## EXERCISE
Given the records below, set each one down again exactly as it reads.

+===+

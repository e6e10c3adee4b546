use async_trait::async_trait;
use chrono::Utc;
use mgdm2oereb::core::artifacts::{ArtifactKind, ArtifactManager, ArtifactSet};
use mgdm2oereb::core::config::{NamesConfig, PipelineConfig};
use mgdm2oereb::core::error::AppError;
use mgdm2oereb::core::pipeline::{
    JobParameters, PartialResult, Pipeline, PipelineResult, PipelineState, PipelineVariant,
    Stage, StageId, StageRegistry,
};
use mgdm2oereb::core::types::ErrorCategory;
use serde_json::{json, Value};
use std::sync::atomic::{AtomicUsize, Ordering};
use std::sync::{Arc, Mutex};
use tempfile::TempDir;

enum Behaviour {
    Emit(PartialResult),
    Raise,
    WriteSnippet,
}

struct FakeStage {
    id: StageId,
    behaviour: Behaviour,
    runs: Arc<AtomicUsize>,
    seen: Arc<Mutex<Vec<PipelineResult>>>,
}

impl FakeStage {
    fn new(id: StageId, behaviour: Behaviour) -> Self {
        FakeStage {
            id,
            behaviour,
            runs: Arc::new(AtomicUsize::new(0)),
            seen: Arc::new(Mutex::new(Vec::new())),
        }
    }
}

#[async_trait]
impl Stage for FakeStage {
    fn id(&self) -> StageId {
        self.id
    }

    async fn run(
        &self,
        _params: &JobParameters,
        artifacts: &mut ArtifactSet,
        result: &PipelineResult,
    ) -> Result<PartialResult, AppError> {
        self.runs.fetch_add(1, Ordering::SeqCst);
        self.seen.lock().unwrap().push(result.clone());
        match &self.behaviour {
            Behaviour::Emit(partial) => Ok(partial.clone()),
            Behaviour::Raise => Err(AppError::new(ErrorCategory::IoError, "disk full")),
            Behaviour::WriteSnippet => {
                artifacts.save_working(ArtifactKind::JsonSnippet, b"{}")?;
                Ok(PartialResult::new())
            }
        }
    }
}

struct Fixture {
    _temp: TempDir,
    params: JobParameters,
    artifacts: ArtifactSet,
}

fn fixture() -> Fixture {
    let temp = TempDir::new().unwrap();
    let params = PipelineVariant::Base
        .parse_parameters(&json!({
            "zip_file": "UEsFBg==",
            "theme_code": "ch.Planungszonen",
            "model_name": "Planungszonen_V1_1",
            "catalog": "https://example.org/catalog.xml",
        }))
        .unwrap();
    let manager = ArtifactManager::new(
        "job-1",
        Utc::now(),
        temp.path().join("working_job-1"),
        temp.path().join("data"),
        "mgdm2oereb_results",
    );
    let artifacts = ArtifactSet::allocate(manager, &NamesConfig::default(), &params);
    Fixture {
        _temp: temp,
        params,
        artifacts,
    }
}

#[tokio::test]
async fn test_failed_partial_stops_the_run() {
    let mut fx = fixture();
    let first = FakeStage::new(
        StageId::ExtractInputZip,
        Behaviour::Emit(PartialResult::new().with("input_xtf", "/r/input.xtf")),
    );
    let second = FakeStage::new(
        StageId::FetchCatalog,
        Behaviour::Emit(PartialResult::failed("Catalogue could not be downloaded. Response was: gone")),
    );
    let third = FakeStage::new(StageId::ApplyTransform, Behaviour::Emit(PartialResult::new()));
    let third_runs = third.runs.clone();

    let pipeline = Pipeline::new(vec![Arc::new(first), Arc::new(second), Arc::new(third)]);
    let outcome = pipeline.run(&fx.params, &mut fx.artifacts).await.unwrap();

    assert_eq!(outcome.state, PipelineState::Failed { index: 1 });
    assert_eq!(third_runs.load(Ordering::SeqCst), 0);
    assert_eq!(outcome.history.len(), 2);

    let result = outcome.result.to_value();
    assert_eq!(
        result,
        json!({
            "theme_code": "ch.Planungszonen",
            "target_basket_id": null,
            "input_xtf": "/r/input.xtf",
            "status": "failed",
            "msg": "Catalogue could not be downloaded. Response was: gone",
            "task": "fetch-catalog",
            "step": 2,
        })
    );
}

#[tokio::test]
async fn test_stage_supplied_task_is_kept() {
    let mut fx = fixture();
    let stage = FakeStage::new(
        StageId::ValidateOutput,
        Behaviour::Emit(PartialResult::failed("nope").with("task", "custom")),
    );
    let outcome = Pipeline::new(vec![Arc::new(stage)])
        .run(&fx.params, &mut fx.artifacts)
        .await
        .unwrap();
    assert_eq!(outcome.result.get_str("task"), Some("custom"));
    assert_eq!(outcome.result.get("step"), Some(&Value::from(1)));
}

#[tokio::test]
async fn test_stages_see_the_accumulated_result() {
    let mut fx = fixture();
    let first = FakeStage::new(
        StageId::ExtractInputZip,
        Behaviour::Emit(PartialResult::new().with("theme_code", "overwritten")),
    );
    let second = FakeStage::new(StageId::ValidateInput, Behaviour::Emit(PartialResult::new()));
    let seen = second.seen.clone();

    let outcome = Pipeline::new(vec![Arc::new(first), Arc::new(second)])
        .run(&fx.params, &mut fx.artifacts)
        .await
        .unwrap();

    assert!(outcome.is_completed());
    let seen = seen.lock().unwrap();
    assert_eq!(seen[0].get_str("theme_code"), Some("overwritten"));
    assert_eq!(outcome.result.get_str("theme_code"), Some("overwritten"));
}

#[tokio::test]
async fn test_errors_propagate_with_stage_context() {
    let mut fx = fixture();
    let stage = FakeStage::new(StageId::ApplyTransform, Behaviour::Raise);
    let err = Pipeline::new(vec![Arc::new(stage)])
        .run(&fx.params, &mut fx.artifacts)
        .await
        .unwrap_err();
    assert_eq!(err.category, ErrorCategory::IoError);
    assert_eq!(
        err.context.get("stage").map(String::as_str),
        Some("apply-transform")
    );
    assert_eq!(err.context.get("step").map(String::as_str), Some("1"));
}

#[tokio::test]
async fn test_snippets_are_published_only_on_success() {
    let mut fx = fixture();
    let writer = FakeStage::new(StageId::BuildStatusSnippet, Behaviour::WriteSnippet);
    let outcome = Pipeline::new(vec![Arc::new(writer)])
        .run(&fx.params, &mut fx.artifacts)
        .await
        .unwrap();
    assert!(outcome
        .result
        .get_str("json_snippet")
        .unwrap()
        .starts_with("/mgdm2oereb_results/"));

    let mut fx = fixture();
    let writer = FakeStage::new(StageId::BuildStatusSnippet, Behaviour::WriteSnippet);
    let failing = FakeStage::new(
        StageId::ValidateOutput,
        Behaviour::Emit(PartialResult::failed("Validation of output file failed.")),
    );
    let outcome = Pipeline::new(vec![Arc::new(writer), Arc::new(failing)])
        .run(&fx.params, &mut fx.artifacts)
        .await
        .unwrap();
    assert!(outcome.result.get("json_snippet").is_none());
    assert!(fx
        .artifacts
        .get(ArtifactKind::JsonSnippet)
        .unwrap()
        .published_path()
        .is_none());
}

#[test]
fn test_configured_stage_lists_override_defaults() {
    let mut builder = StageRegistry::builder();
    builder
        .register(FakeStage::new(StageId::ExtractInputZip, Behaviour::Emit(PartialResult::new())))
        .register(FakeStage::new(StageId::ApplyTransform, Behaviour::Emit(PartialResult::new())));
    let registry = builder.build();

    let config = PipelineConfig {
        base_stages: Some(vec!["extract-input-zip".into(), "apply-transform".into()]),
        extended_stages: None,
    };
    let pipeline = Pipeline::for_variant(&registry, PipelineVariant::Base, &config).unwrap();
    assert_eq!(pipeline.stage_names(), vec!["extract-input-zip", "apply-transform"]);

    let err = Pipeline::for_variant(&registry, PipelineVariant::Extended, &config)
        .err()
        .unwrap();
    assert_eq!(err.code, "PIP-002");
}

+===+

## RESULT FOR THIS EXERCISE
repository e6e10c3adee4b546
use async_trait::async_trait;
use chrono::Utc;
use mgdm2oereb::core::artifacts::{ArtifactKind, ArtifactManager, ArtifactSet};
use mgdm2oereb::core::config::{NamesConfig, PipelineConfig};
use mgdm2oereb::core::error::AppError;
use mgdm2oereb::core::pipeline::{
    JobParameters, PartialResult, Pipeline, PipelineResult, PipelineState, PipelineVariant,
    Stage, StageId, StageRegistry,
};
use mgdm2oereb::core::types::ErrorCategory;
use serde_json::{json, Value};
use std::sync::atomic::{AtomicUsize, Ordering};
use std::sync::{Arc, Mutex};
use tempfile::TempDir;

enum Behaviour {
    Emit(PartialResult),
    Raise,
    WriteSnippet,
}

struct FakeStage {
    id: StageId,
    behaviour: Behaviour,
    runs: Arc<AtomicUsize>,
    seen: Arc<Mutex<Vec<PipelineResult>>>,
}

impl FakeStage {
    fn new(id: StageId, behaviour: Behaviour) -> Self {
        FakeStage {
            id,
            behaviour,
            runs: Arc::new(AtomicUsize::new(0)),
            seen: Arc::new(Mutex::new(Vec::new())),
        }
    }
}

#[async_trait]
impl Stage for FakeStage {
    fn id(&self) -> StageId {
        self.id
    }

    async fn run(
        &self,
        _params: &JobParameters,
        artifacts: &mut ArtifactSet,
        result: &PipelineResult,
    ) -> Result<PartialResult, AppError> {
        self.runs.fetch_add(1, Ordering::SeqCst);
        self.seen.lock().unwrap().push(result.clone());
        match &self.behaviour {
            Behaviour::Emit(partial) => Ok(partial.clone()),
            Behaviour::Raise => Err(AppError::new(ErrorCategory::IoError, "disk full")),
            Behaviour::WriteSnippet => {
                artifacts.save_working(ArtifactKind::JsonSnippet, b"{}")?;
                Ok(PartialResult::new())
            }
        }
    }
}

struct Fixture {
    _temp: TempDir,
    params: JobParameters,
    artifacts: ArtifactSet,
}

fn fixture() -> Fixture {
    let temp = TempDir::new().unwrap();
    let params = PipelineVariant::Base
        .parse_parameters(&json!({
            "zip_file": "UEsFBg==",
            "theme_code": "ch.Planungszonen",
            "model_name": "Planungszonen_V1_1",
            "catalog": "https://example.org/catalog.xml",
        }))
        .unwrap();
    let manager = ArtifactManager::new(
        "job-1",
        Utc::now(),
        temp.path().join("working_job-1"),
        temp.path().join("data"),
        "mgdm2oereb_results",
    );
    let artifacts = ArtifactSet::allocate(manager, &NamesConfig::default(), &params);
    Fixture {
        _temp: temp,
        params,
        artifacts,
    }
}

#[tokio::test]
async fn test_failed_partial_stops_the_run() {
    let mut fx = fixture();
    let first = FakeStage::new(
        StageId::ExtractInputZip,
        Behaviour::Emit(PartialResult::new().with("input_xtf", "/r/input.xtf")),
    );
    let second = FakeStage::new(
        StageId::FetchCatalog,
        Behaviour::Emit(PartialResult::failed("Catalogue could not be downloaded. Response was: gone")),
    );
    let third = FakeStage::new(StageId::ApplyTransform, Behaviour::Emit(PartialResult::new()));
    let third_runs = third.runs.clone();

    let pipeline = Pipeline::new(vec![Arc::new(first), Arc::new(second), Arc::new(third)]);
    let outcome = pipeline.run(&fx.params, &mut fx.artifacts).await.unwrap();

    assert_eq!(outcome.state, PipelineState::Failed { index: 1 });
    assert_eq!(third_runs.load(Ordering::SeqCst), 0);
    assert_eq!(outcome.history.len(), 2);

    let result = outcome.result.to_value();
    assert_eq!(
        result,
        json!({
            "theme_code": "ch.Planungszonen",
            "target_basket_id": null,
            "input_xtf": "/r/input.xtf",
            "status": "failed",
            "msg": "Catalogue could not be downloaded. Response was: gone",
            "task": "fetch-catalog",
            "step": 2,
        })
    );
}

#[tokio::test]
async fn test_stage_supplied_task_is_kept() {
    let mut fx = fixture();
    let stage = FakeStage::new(
        StageId::ValidateOutput,
        Behaviour::Emit(PartialResult::failed("nope").with("task", "custom")),
    );
    let outcome = Pipeline::new(vec![Arc::new(stage)])
        .run(&fx.params, &mut fx.artifacts)
        .await
        .unwrap();
    assert_eq!(outcome.result.get_str("task"), Some("custom"));
    assert_eq!(outcome.result.get("step"), Some(&Value::from(1)));
}

#[tokio::test]
async fn test_stages_see_the_accumulated_result() {
    let mut fx = fixture();
    let first = FakeStage::new(
        StageId::ExtractInputZip,
        Behaviour::Emit(PartialResult::new().with("theme_code", "overwritten")),
    );
    let second = FakeStage::new(StageId::ValidateInput, Behaviour::Emit(PartialResult::new()));
    let seen = second.seen.clone();

    let outcome = Pipeline::new(vec![Arc::new(first), Arc::new(second)])
        .run(&fx.params, &mut fx.artifacts)
        .await
        .unwrap();

    assert!(outcome.is_completed());
    let seen = seen.lock().unwrap();
    assert_eq!(seen[0].get_str("theme_code"), Some("overwritten"));
    assert_eq!(outcome.result.get_str("theme_code"), Some("overwritten"));
}

#[tokio::test]
async fn test_errors_propagate_with_stage_context() {
    let mut fx = fixture();
    let stage = FakeStage::new(StageId::ApplyTransform, Behaviour::Raise);
    let err = Pipeline::new(vec![Arc::new(stage)])
        .run(&fx.params, &mut fx.artifacts)
        .await
        .unwrap_err();
    assert_eq!(err.category, ErrorCategory::IoError);
    assert_eq!(
        err.context.get("stage").map(String::as_str),
        Some("apply-transform")
    );
    assert_eq!(err.context.get("step").map(String::as_str), Some("1"));
}

#[tokio::test]
async fn test_snippets_are_published_only_on_success() {
    let mut fx = fixture();
    let writer = FakeStage::new(StageId::BuildStatusSnippet, Behaviour::WriteSnippet);
    let outcome = Pipeline::new(vec![Arc::new(writer)])
        .run(&fx.params, &mut fx.artifacts)
        .await
        .unwrap();
    assert!(outcome
        .result
        .get_str("json_snippet")
        .unwrap()
        .starts_with("/mgdm2oereb_results/"));

    let mut fx = fixture();
    let writer = FakeStage::new(StageId::BuildStatusSnippet, Behaviour::WriteSnippet);
    let failing = FakeStage::new(
        StageId::ValidateOutput,
        Behaviour::Emit(PartialResult::failed("Validation of output file failed.")),
    );
    let outcome = Pipeline::new(vec![Arc::new(writer), Arc::new(failing)])
        .run(&fx.params, &mut fx.artifacts)
        .await
        .unwrap();
    assert!(outcome.result.get("json_snippet").is_none());
    assert!(fx
        .artifacts
        .get(ArtifactKind::JsonSnippet)
        .unwrap()
        .published_path()
        .is_none());
}

#[test]
fn test_configured_stage_lists_override_defaults() {
    let mut builder = StageRegistry::builder();
    builder
        .register(FakeStage::new(StageId::ExtractInputZip, Behaviour::Emit(PartialResult::new())))
        .register(FakeStage::new(StageId::ApplyTransform, Behaviour::Emit(PartialResult::new())));
    let registry = builder.build();

    let config = PipelineConfig {
        base_stages: Some(vec!["extract-input-zip".into(), "apply-transform".into()]),
        extended_stages: None,
    };
    let pipeline = Pipeline::for_variant(&registry, PipelineVariant::Base, &config).unwrap();
    assert_eq!(pipeline.stage_names(), vec!["extract-input-zip", "apply-transform"]);

    let err = Pipeline::for_variant(&registry, PipelineVariant::Extended, &config)
        .err()
        .unwrap();
    assert_eq!(err.code, "PIP-002");
}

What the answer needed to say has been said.